Noxious compounds activate TRPA1 ion channels through covalent modification of cysteines.

The nervous system senses peripheral damage through nociceptive neurons that transmit a pain signal. TRPA1 is a member of the Transient Receptor Potential (TRP) family of ion channels and is expressed in nociceptive neurons. TRPA1 is activated by a variety of noxious stimuli, including cold temperatures, pungent natural compounds, and environmental irritants. How such diverse stimuli activate TRPA1 is not known. We observed that most compounds known to activate TRPA1 are able to covalently bind cysteine residues.
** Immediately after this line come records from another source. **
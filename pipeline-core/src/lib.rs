pub mod domain;
pub mod error;
pub mod pagination;
pub mod traits;

pub use domain::*;
pub use error::*;
pub use pagination::*;
pub use traits::*;
use std::fmt;

use thiserror::Error;

/// Caller-facing classification of a failure.
///
/// Every [`CoreError`] maps onto exactly one kind, no matter how many times it
/// has been wrapped with operation context.
#[derive(Debug, Clone, Copy, PartialEq, Eq, Hash)]
pub enum ErrorKind {
    /// The request can be corrected by the client.
    InvalidInput,
    /// The addressed resource does not exist.
    NotFound,
    /// Storage or infrastructure failure.
    Internal,
}

impl ErrorKind {
    pub fn as_str(&self) -> &'static str {
        match self {
            ErrorKind::InvalidInput => "invalid_input",
            ErrorKind::NotFound => "not_found",
            ErrorKind::Internal => "internal",
        }
    }
}

impl fmt::Display for ErrorKind {
    fn fmt(&self, f: &mut fmt::Formatter<'_>) -> fmt::Result {
        f.write_str(self.as_str())
    }
}

#[derive(Error, Debug)]
pub enum CoreError {
    #[error("Invalid input: {0}")]
    InvalidInput(String),

    #[error("Not found: {0}")]
    NotFound(String),

    #[error("Internal error: {0}")]
    Internal(String),

    #[error("Database error: {0}")]
    Database(String),

    #[error("Serialization error: {0}")]
    Serialization(String),

    #[error("{context}: {source}")]
    Wrapped {
        context: String,
        #[source]
        source: Box<CoreError>,
    },
}

impl CoreError {
    pub fn invalid_input(message: impl Into<String>) -> Self {
        CoreError::InvalidInput(message.into())
    }

    pub fn not_found(message: impl Into<String>) -> Self {
        CoreError::NotFound(message.into())
    }

    pub fn internal(message: impl Into<String>) -> Self {
        CoreError::Internal(message.into())
    }

    /// Returns the kind of the innermost error.
    pub fn kind(&self) -> ErrorKind {
        match self {
            CoreError::InvalidInput(_) => ErrorKind::InvalidInput,
            CoreError::NotFound(_) => ErrorKind::NotFound,
            CoreError::Internal(_) | CoreError::Database(_) | CoreError::Serialization(_) => {
                ErrorKind::Internal
            }
            CoreError::Wrapped { source, .. } => source.kind(),
        }
    }

    /// Prefixes the error with operation context. The kind is preserved.
    pub fn wrap(self, context: impl Into<String>) -> Self {
        CoreError::Wrapped {
            context: context.into(),
            source: Box::new(self),
        }
    }

    pub fn is_invalid_input(&self) -> bool {
        self.kind() == ErrorKind::InvalidInput
    }

    pub fn is_not_found(&self) -> bool {
        self.kind() == ErrorKind::NotFound
    }
}

pub type Result<T> = std::result::Result<T, CoreError>;

/// Adds operation context to the error side of a [`Result`].
pub trait ResultExt<T> {
    fn context(self, context: impl Into<String>) -> Result<T>;
}

impl<T> ResultExt<T> for Result<T> {
    fn context(self, context: impl Into<String>) -> Result<T> {
        self.map_err(|err| err.wrap(context))
    }
}

// Implement From for common error types
#[cfg(feature = "database")]
impl From<sqlx::Error> for CoreError {
    fn from(err: sqlx::Error) -> Self {
        CoreError::Database(err.to_string())
    }
}

impl From<serde_json::Error> for CoreError {
    fn from(err: serde_json::Error) -> Self {
        CoreError::Serialization(err.to_string())
    }
}

impl From<validator::ValidationErrors> for CoreError {
    fn from(errors: validator::ValidationErrors) -> Self {
        CoreError::InvalidInput(format!("Validation failed: {}", errors))
    }
}

#[cfg(test)]
mod tests {
    use super::*;

    #[test]
    fn test_wrap_preserves_kind() {
        let err = CoreError::not_found("experiment 42").wrap("Get experiment failed");
        assert_eq!(err.kind(), ErrorKind::NotFound);
        assert_eq!(err.to_string(), "Get experiment failed: Not found: experiment 42");
    }

    #[test]
    fn test_nested_wrap_preserves_kind() {
        let err = CoreError::invalid_input("bad sort")
            .wrap("Validate request failed")
            .wrap("List experiments failed");
        assert!(err.is_invalid_input());
        assert!(err.to_string().starts_with("List experiments failed: Validate request failed:"));
    }

    #[test]
    fn test_storage_errors_are_internal() {
        assert_eq!(CoreError::Database("down".into()).kind(), ErrorKind::Internal);
        assert_eq!(CoreError::Serialization("bad".into()).kind(), ErrorKind::Internal);
    }

    #[test]
    fn test_result_context() {
        let result: Result<()> = Err(CoreError::internal("boom"));
        let err = result.context("Create experiment failed").unwrap_err();
        assert_eq!(err.kind(), ErrorKind::Internal);
        assert_eq!(err.to_string(), "Create experiment failed: Internal error: boom");
    }
}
Here we use click chemistry to show that derivatives of two such compounds, mustard oil and cinnamaldehyde, covalently bind mouse TRPA1. Structurally unrelated cysteine-modifying agents such as iodoacetamide (IA) and (2-aminoethyl)methanethiosulphonate (MTSEA) also bind and activate TRPA1. We identified by mass spectrometry fourteen cytosolic TRPA1 cysteines labelled by IA, three of which are required for normal channel function. In excised patches, reactive compounds activated TRPA1 currents that were maintained at least 10 min after washout of the compound in calcium-free solutions. Finally, activation of TRPA1 by disulphide-bond-forming MTSEA is blocked by the reducing agent dithiothreitol (DTT). Collectively, our data indicate that covalent modification of reactive cysteines within TRPA1 can cause channel activation, rapidly signalling potential tissue damage through the pain pathway.